AMD makes more profit thanks to good sales of Ryzen CPUs
AMD’s Computing and Graphics segment posted an operating profit of $115 million in the last quarter of last year. That is almost 3.5 times as much as in the previous year. AMD attributes that to good sales of Ryzen CPUs.
Revenue in the Computing and Graphics segment, which includes Ryzen CPUs and Radeon GPUs, was $986 million. That is just under 9 percent more than in the same quarter last year. According to AMD, the average price per CPU sold was higher than last year and also higher than in the previous quarter. That would be caused by the good sales of Ryzen processors. The average sales price of GPUs was also higher, which was caused by the sale of GPUs for data centers.
The Enterprise, Embedded and Semi-Custom business unit, which includes the Epyc server processors, had sales of $433 million, comparable to the year-ago quarter. The segment posted an operating loss of $6 million, according to AMD, partly due to investments made.

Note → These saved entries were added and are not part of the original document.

use std::sync::Arc;

use common::{
    storage::{db::SurrealDbClient, store::StorageManager},
    utils::{config::AppConfig, embedding::EmbeddingProvider},
};

pub type OpenAIClientType = async_openai::Client<async_openai::config::OpenAIConfig>;

#[derive(Clone)]
pub struct ApiState {
    pub db: Arc<SurrealDbClient>,
    pub config: AppConfig,
    pub storage: StorageManager,
    pub llm_client: Arc<OpenAIClientType>,
    pub embedding_provider: Arc<EmbeddingProvider>,
}

impl ApiState {
    pub async fn new(
        config: &AppConfig,
        storage: StorageManager,
    ) -> Result<Self, Box<dyn std::error::Error>> {
        let db = Arc::new(
            SurrealDbClient::new(
                &config.surrealdb_address,
                &config.surrealdb_username,
                &config.surrealdb_password,
                &config.surrealdb_namespace,
                &config.surrealdb_database,
            )
            .await?,
        );

        db.ensure_initialized(config.embedding_dimensions as usize)
            .await?;

        Ok(Self::with_resources(
            db,
            config,
            storage,
            Arc::new(async_openai::Client::with_config(
                config.llm_client_config(),
            )),
            Arc::new(EmbeddingProvider::from_config(config)),
        ))
    }

    /// Assembles a state from already constructed resources (the combined
    /// binary and tests share connections this way).
    pub fn with_resources(
        db: Arc<SurrealDbClient>,
        config: &AppConfig,
        storage: StorageManager,
        llm_client: Arc<OpenAIClientType>,
        embedding_provider: Arc<EmbeddingProvider>,
    ) -> Self {
        Self {
            db,
            config: config.clone(),
            storage,
            llm_client,
            embedding_provider,
        }
    }
}
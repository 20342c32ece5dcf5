use serde::{Deserialize, Serialize};
pub mod document;
pub mod ingestion_task;
pub mod page_node;

pub trait StoredObject: Serialize + for<'de> Deserialize<'de> {
    fn table_name() -> &'static str;
    fn get_id(&self) -> &str;
}

/// Declares a SurrealDB-backed record type: the struct gets `id`,
/// `created_at` and `updated_at` on top of the listed fields, together with
/// the serde glue SurrealDB needs (record ids arrive either as raw strings
/// or as `Thing` values, datetimes as `surrealdb::sql::Datetime`).
///
/// One invocation per module; the generated helpers live at module scope.
#[macro_export]
macro_rules! stored_object {
    ($name:ident, $table:expr, {$($(#[$attr:meta])* $field:ident: $ty:ty),* $(,)?}) => {
        use chrono::{DateTime, Utc};
        use serde::{Deserialize, Deserializer, Serialize};
        use surrealdb::sql::Thing;
        use $crate::storage::types::StoredObject;

        pub fn deserialize_record_id<'de, D>(deserializer: D) -> Result<String, D::Error>
        where
            D: Deserializer<'de>,
        {
            struct FlexibleIdVisitor;

            impl<'de> serde::de::Visitor<'de> for FlexibleIdVisitor {
                type Value = String;

                fn expecting(&self, formatter: &mut std::fmt::Formatter) -> std::fmt::Result {
                    formatter.write_str("a string or a Thing")
                }

                fn visit_str<E>(self, value: &str) -> Result<Self::Value, E>
                where
                    E: serde::de::Error,
                {
                    Ok(value.to_string())
                }

                fn visit_string<E>(self, value: String) -> Result<Self::Value, E>
                where
                    E: serde::de::Error,
                {
                    Ok(value)
                }

                fn visit_map<A>(self, map: A) -> Result<Self::Value, A::Error>
                where
                    A: serde::de::MapAccess<'de>,
                {
                    let thing =
                        Thing::deserialize(serde::de::value::MapAccessDeserializer::new(map))?;
                    Ok(thing.id.to_raw())
                }
            }

            deserializer.deserialize_any(FlexibleIdVisitor)
        }

        fn serialize_datetime<S>(value: &DateTime<Utc>, serializer: S) -> Result<S::Ok, S::Error>
        where
            S: serde::Serializer,
        {
            surrealdb::sql::Datetime::from(*value).serialize(serializer)
        }

        fn deserialize_datetime<'de, D>(deserializer: D) -> Result<DateTime<Utc>, D::Error>
        where
            D: serde::Deserializer<'de>,
        {
            let value = surrealdb::sql::Datetime::deserialize(deserializer)?;
            Ok(DateTime::<Utc>::from(value))
        }

        #[allow(dead_code)]
        fn serialize_option_datetime<S>(
            value: &Option<DateTime<Utc>>,
            serializer: S,
        ) -> Result<S::Ok, S::Error>
        where
            S: serde::Serializer,
        {
            match value {
                Some(dt) => {
                    serializer.serialize_some(&surrealdb::sql::Datetime::from(*dt))
                }
                None => serializer.serialize_none(),
            }
        }

        #[allow(dead_code)]
        fn deserialize_option_datetime<'de, D>(
            deserializer: D,
        ) -> Result<Option<DateTime<Utc>>, D::Error>
        where
            D: serde::Deserializer<'de>,
        {
            let value = Option::<surrealdb::sql::Datetime>::deserialize(deserializer)?;
            Ok(value.map(DateTime::<Utc>::from))
        }

        #[derive(Debug, Clone, Serialize, Deserialize, PartialEq)]
        pub struct $name {
            #[serde(deserialize_with = "deserialize_record_id")]
            pub id: String,
            #[serde(serialize_with = "serialize_datetime", deserialize_with = "deserialize_datetime", default)]
            pub created_at: DateTime<Utc>,
            #[serde(serialize_with = "serialize_datetime", deserialize_with = "deserialize_datetime", default)]
            pub updated_at: DateTime<Utc>,
            $( $(#[$attr])* pub $field: $ty),*
        }

        impl StoredObject for $name {
            fn table_name() -> &'static str {
                $table
            }

            fn get_id(&self) -> &str {
                &self.id
            }
        }
    };
}
use std::sync::Arc;

use common::{
    storage::{db::SurrealDbClient, store::StorageManager},
    utils::{config::get_config, embedding::EmbeddingProvider},
};
use ingestion_pipeline::{parse::ParseClient, pipeline::IngestionPipeline, run_worker_loop};
use tracing_subscriber::{fmt, prelude::*, EnvFilter};

#[tokio::main]
async fn main() -> Result<(), Box<dyn std::error::Error>> {
    // Set up tracing
    tracing_subscriber::registry()
        .with(fmt::layer())
        .with(EnvFilter::from_default_env())
        .try_init()
        .ok();

    let config = get_config()?;
    config.validate()?;

    let db = Arc::new(
        SurrealDbClient::new(
            &config.surrealdb_address,
            &config.surrealdb_username,
            &config.surrealdb_password,
            &config.surrealdb_namespace,
            &config.surrealdb_database,
        )
        .await?,
    );

    db.ensure_initialized(config.embedding_dimensions as usize)
        .await?;

    let parse_client = ParseClient::from_config(&config)?;
    let embedding_provider = Arc::new(EmbeddingProvider::from_config(&config));

    // Page image store
    let storage = StorageManager::new(&config).await?;

    let ingestion_pipeline = Arc::new(IngestionPipeline::new(
        db.clone(),
        parse_client,
        embedding_provider,
        storage,
    ));

    run_worker_loop(db, ingestion_pipeline).await
}
fn main() {
    // Get the build profile ("debug" or "release")
    let profile = std::env::var("PROFILE").unwrap_or_else(|_| "debug".to_string());

    // Embed templates only for release builds
    if profile == "release" {
        // Embed templates from the "templates" directory relative to CARGO_MANIFEST_DIR
        minijinja_embed::embed_templates!("templates");
    } else {
        println!("cargo:info=Build: Skipping template embedding for debug build.");
    }
}
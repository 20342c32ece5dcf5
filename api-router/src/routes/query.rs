use std::time::Instant;

use axum::{extract::State, response::IntoResponse, Json};
use serde::{Deserialize, Serialize};
use tracing::info;

use retrieval_pipeline::answer::{answer_question, QuerySource};

use crate::{api_state::ApiState, error::ApiError};

const MAX_TOP_K: u8 = 20;

#[derive(Debug, Deserialize)]
pub struct QueryRequest {
    pub query: String,
    #[serde(default)]
    pub similarity_top_k: Option<u8>,
    #[serde(default = "default_include_images")]
    pub include_images: bool,
}

fn default_include_images() -> bool {
    true
}

#[derive(Serialize)]
pub struct QueryResponse {
    query: String,
    answer: String,
    sources: Vec<QuerySource>,
    processing_time: f64,
}

/// Answers a question against the indexed manuals: retrieve the nearest
/// pages, hand them (text plus screenshots) to the LLM, return the answer
/// with its sources.
pub async fn query_documents(
    State(state): State<ApiState>,
    Json(request): Json<QueryRequest>,
) -> Result<impl IntoResponse, ApiError> {
    let started = Instant::now();

    let query = request.query.trim().to_string();
    if query.is_empty() {
        return Err(ApiError::ValidationError("Query must not be empty".into()));
    }

    let top_k = request
        .similarity_top_k
        .unwrap_or(state.config.similarity_top_k);
    if top_k == 0 || top_k > MAX_TOP_K {
        return Err(ApiError::ValidationError(format!(
            "similarity_top_k must be between 1 and {MAX_TOP_K}"
        )));
    }

    let pages =
        retrieval_pipeline::retrieve_pages(&state.db, &state.embedding_provider, &query, top_k)
            .await?;

    if pages.is_empty() {
        return Err(ApiError::NotFound(
            "No relevant documents found for the query".into(),
        ));
    }

    let outcome = answer_question(
        &state.llm_client,
        state.config.chat_model(),
        &state.storage,
        &pages,
        &query,
        request.include_images,
    )
    .await?;

    let processing_time = started.elapsed().as_secs_f64();
    info!(
        retrieved = outcome.sources.len(),
        processing_time, "Query answered"
    );

    Ok(Json(QueryResponse {
        query,
        answer: outcome.answer,
        sources: outcome.sources,
        processing_time,
    }))
}
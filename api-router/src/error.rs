use axum::{
    http::StatusCode,
    response::{IntoResponse, Response},
    Json,
};
use common::error::AppError;
use serde::Serialize;
use thiserror::Error;

#[derive(Error, Debug, Serialize, Clone)]
pub enum ApiError {
    #[error("Internal server error")]
    InternalError(String),

    #[error("Validation error: {0}")]
    ValidationError(String),

    #[error("Not found: {0}")]
    NotFound(String),

    #[error("Payload too large: {0}")]
    PayloadTooLarge(String),
}

impl From<AppError> for ApiError {
    fn from(err: AppError) -> Self {
        match err {
            AppError::Database(_)
            | AppError::OpenAI(_)
            | AppError::ParseService(_)
            | AppError::Storage(_) => {
                tracing::error!("Internal error: {:?}", err);
                Self::InternalError("Internal server error".to_string())
            }
            AppError::NotFound(msg) => Self::NotFound(msg),
            AppError::Validation(msg) => Self::ValidationError(msg),
            _ => {
                tracing::error!("Internal error: {:?}", err);
                Self::InternalError("Internal server error".to_string())
            }
        }
    }
}

impl IntoResponse for ApiError {
    fn into_response(self) -> Response {
        let (status, error_response) = match self {
            Self::InternalError(message) => (
                StatusCode::INTERNAL_SERVER_ERROR,
                ErrorResponse {
                    error: message,
                    status: "error".to_string(),
                },
            ),
            Self::ValidationError(message) => (
                StatusCode::BAD_REQUEST,
                ErrorResponse {
                    error: message,
                    status: "error".to_string(),
                },
            ),
            Self::NotFound(message) => (
                StatusCode::NOT_FOUND,
                ErrorResponse {
                    error: message,
                    status: "error".to_string(),
                },
            ),
            Self::PayloadTooLarge(message) => (
                StatusCode::PAYLOAD_TOO_LARGE,
                ErrorResponse {
                    error: message,
                    status: "error".to_string(),
                },
            ),
        };

        (status, Json(error_response)).into_response()
    }
}

#[derive(Serialize, Debug)]
struct ErrorResponse {
    error: String,
    status: String,
}
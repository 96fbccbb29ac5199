//! Settings types for `.ucfg/config.toml`
//!
//! Defines:
//! - `Settings` - Root of the settings file
//! - `FormatterSettings` - Executable, config file and release download locations
//! - `EditorSettings` - Where the form's stylesheet and script live

use serde::{Deserialize, Serialize};
use std::path::PathBuf;

/// Global application settings
#[derive(Debug, Clone, Default, PartialEq, Deserialize, Serialize)]
pub struct Settings {
    /// Debug-level logging when `UCFG_LOG` is not set
    #[serde(default)]
    pub debug: bool,

    #[serde(default)]
    pub formatter: FormatterSettings,

    #[serde(default)]
    pub editor: EditorSettings,
}

/// Formatter executable and config file
#[derive(Debug, Clone, PartialEq, Deserialize, Serialize)]
pub struct FormatterSettings {
    /// Path or bare name of the executable; `uncrustify` on PATH when unset
    #[serde(default)]
    pub executable_path: Option<PathBuf>,

    /// Config file; `<workspace>/uncrustify.cfg` when unset
    #[serde(default)]
    pub config_path: Option<PathBuf>,

    /// Seconds a single formatter run may take
    #[serde(default = "default_timeout_secs")]
    pub timeout_secs: u64,

    /// Ask the release feed for the installed version when no executable
    /// reports one
    #[serde(default)]
    pub remote_version_fallback: bool,

    /// Release feed read by the remote version fallback
    #[serde(default = "default_version_feed_url")]
    pub version_feed_url: String,

    /// Default config download for `ucfg init`; `%VERSION%` is substituted
    #[serde(default = "default_config_url")]
    pub default_config_url: String,
}

impl Default for FormatterSettings {
    fn default() -> Self {
        Self {
            executable_path: None,
            config_path: None,
            timeout_secs: default_timeout_secs(),
            remote_version_fallback: false,
            version_feed_url: default_version_feed_url(),
            default_config_url: default_config_url(),
        }
    }
}

fn default_timeout_secs() -> u64 {
    30
}

fn default_version_feed_url() -> String {
    ucfg_formatter::VERSION_FEED_URL.to_string()
}

fn default_config_url() -> String {
    ucfg_formatter::DEFAULT_CONFIG_URL.to_string()
}

/// Rendering of the edit form
#[derive(Debug, Clone, PartialEq, Deserialize, Serialize)]
pub struct EditorSettings {
    /// Directory (or URL prefix) serving `uncrustify.css` and `uncrustify.js`
    #[serde(default = "default_resource_dir")]
    pub resource_dir: String,
}

impl Default for EditorSettings {
    fn default() -> Self {
        Self {
            resource_dir: default_resource_dir(),
        }
    }
}

fn default_resource_dir() -> String {
    "editor".to_string()
}
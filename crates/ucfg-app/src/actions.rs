//! Form actions posted back by the editor page
//!
//! The page's script turns a click on SAVE / SAVE PRESET / UPGRADE CONFIG
//! into a link of the form
//!
//! ```text
//! command:uncrustify.<action>?<JSON object>
//! ```
//!
//! with the whole string passed through `encodeURI`. `#` is not escaped by
//! `encodeURI`, so a value containing one ends up in the URL fragment; the
//! decoder stitches query and fragment back together.
//!
//! The page posts a [`FormSubmission`] (`{"fields": {...}}`), serialized
//! against the parsed config once the session handles it. A flat object of
//! ready values (`{"indent_columns": 4}`) is accepted too, as typed on the
//! command line.

use std::fmt;
use std::str::FromStr;

use percent_encoding::percent_decode_str;
use serde_json::Value;
use url::Url;

use ucfg_core::prelude::*;
use ucfg_core::{EditPatch, FormSubmission, ParsedConfig, PatchValue};

/// URI scheme of editor commands
pub const COMMAND_SCHEME: &str = "command";

/// Prefix of every command this editor handles
pub const COMMAND_PREFIX: &str = "uncrustify.";

/// What the user asked the page to do
#[derive(Debug, Clone, Copy, PartialEq, Eq)]
pub enum Action {
    /// Merge the values into the config file
    Save,
    /// Store the values as a named preset
    SavePreset,
    /// Rewrite the config file in the installed formatter's format
    Upgrade,
}

impl Action {
    pub fn as_str(&self) -> &'static str {
        match self {
            Action::Save => "save",
            Action::SavePreset => "savePreset",
            Action::Upgrade => "upgrade",
        }
    }
}

impl FromStr for Action {
    type Err = Error;

    fn from_str(s: &str) -> Result<Self> {
        match s {
            "save" => Ok(Action::Save),
            "savePreset" => Ok(Action::SavePreset),
            "upgrade" => Ok(Action::Upgrade),
            other => Err(Error::protocol(format!("Unknown action: {}", other))),
        }
    }
}

impl fmt::Display for Action {
    fn fmt(&self, f: &mut fmt::Formatter<'_>) -> fmt::Result {
        f.write_str(self.as_str())
    }
}

/// Values carried by a command link
#[derive(Debug, Clone, PartialEq)]
pub enum CommandPayload {
    /// Ready-to-merge values
    Values(EditPatch),
    /// Raw control state posted by the page
    Form(FormSubmission),
}

impl CommandPayload {
    /// Serialize against the config the page was rendered from
    pub fn into_patch(self, parsed: &ParsedConfig) -> EditPatch {
        match self {
            CommandPayload::Values(values) => values,
            CommandPayload::Form(form) => form.to_patch(parsed),
        }
    }
}

/// A decoded command link
#[derive(Debug, Clone, PartialEq)]
pub struct EditorCommand {
    pub action: Action,
    pub payload: CommandPayload,
}

/// Decode a `command:uncrustify.<action>?<json>` link
pub fn decode_command_uri(uri: &str) -> Result<EditorCommand> {
    let url = Url::parse(uri.trim())
        .map_err(|e| Error::protocol(format!("Malformed command URI: {}", e)))?;

    if url.scheme() != COMMAND_SCHEME {
        return Err(Error::protocol(format!(
            "Unexpected URI scheme: {}",
            url.scheme()
        )));
    }

    let command = percent_decode_str(url.path())
        .decode_utf8()
        .map_err(|e| Error::protocol(format!("Command name is not UTF-8: {}", e)))?;
    let action: Action = command
        .strip_prefix(COMMAND_PREFIX)
        .ok_or_else(|| Error::protocol(format!("Not an editor command: {}", command)))?
        .parse()?;

    let raw = match (url.query(), url.fragment()) {
        (Some(query), Some(fragment)) => format!("{}#{}", query, fragment),
        (Some(query), None) => query.to_string(),
        (None, _) => String::new(),
    };
    let json = percent_decode_str(&raw)
        .decode_utf8()
        .map_err(|e| Error::protocol(format!("Command payload is not UTF-8: {}", e)))?;

    let payload = decode_payload(&json)?;
    debug!("Decoded {} command", action);
    Ok(EditorCommand { action, payload })
}

fn decode_payload(json: &str) -> Result<CommandPayload> {
    if json.trim().is_empty() {
        return Ok(CommandPayload::Values(EditPatch::new()));
    }

    match serde_json::from_str::<FormSubmission>(json) {
        Ok(form) => {
            debug!("Form payload with {} fields", form.fields.len());
            Ok(CommandPayload::Form(form))
        }
        Err(_) => decode_values(json).map(CommandPayload::Values),
    }
}

/// Parse a JSON object of field values
///
/// `null` entries (a number box left empty) and unnamed controls are dropped.
pub fn decode_values(json: &str) -> Result<EditPatch> {
    let object: serde_json::Map<String, Value> = serde_json::from_str(json)
        .map_err(|e| Error::protocol(format!("Command payload is not a JSON object: {}", e)))?;

    let mut values = EditPatch::new();
    for (name, value) in object {
        if name.is_empty() || value.is_null() {
            continue;
        }
        match serde_json::from_value::<PatchValue>(value) {
            Ok(value) => {
                values.insert(name, value);
            }
            Err(e) => warn!("Ignoring unsupported value for {}: {}", name, e),
        }
    }
    Ok(values)
}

Last year the loss was still 13 million dollars.
AMD also posted an operating loss of $81 million with its All Other segment; that’s much more than the $22 million loss a year earlier. AMD attributes this to licensing costs for older technology, which amounted to $45 million.
AMD’s total quarterly revenue came in at $1.42 billion, up 6 percent from a year earlier. Below the line, 38 million euros in net profit remained. A year earlier, a loss of $19 million was recorded in the same quarter.
Now that the figures for the fourth quarter of 2018 have been published, the figures for the full year are also known. AMD returned to profit for the first time in years. Total revenue was $6.48 billion and profits were $337 million. In 2017, revenue was $5.17 billion and the company recorded a loss of $33 million.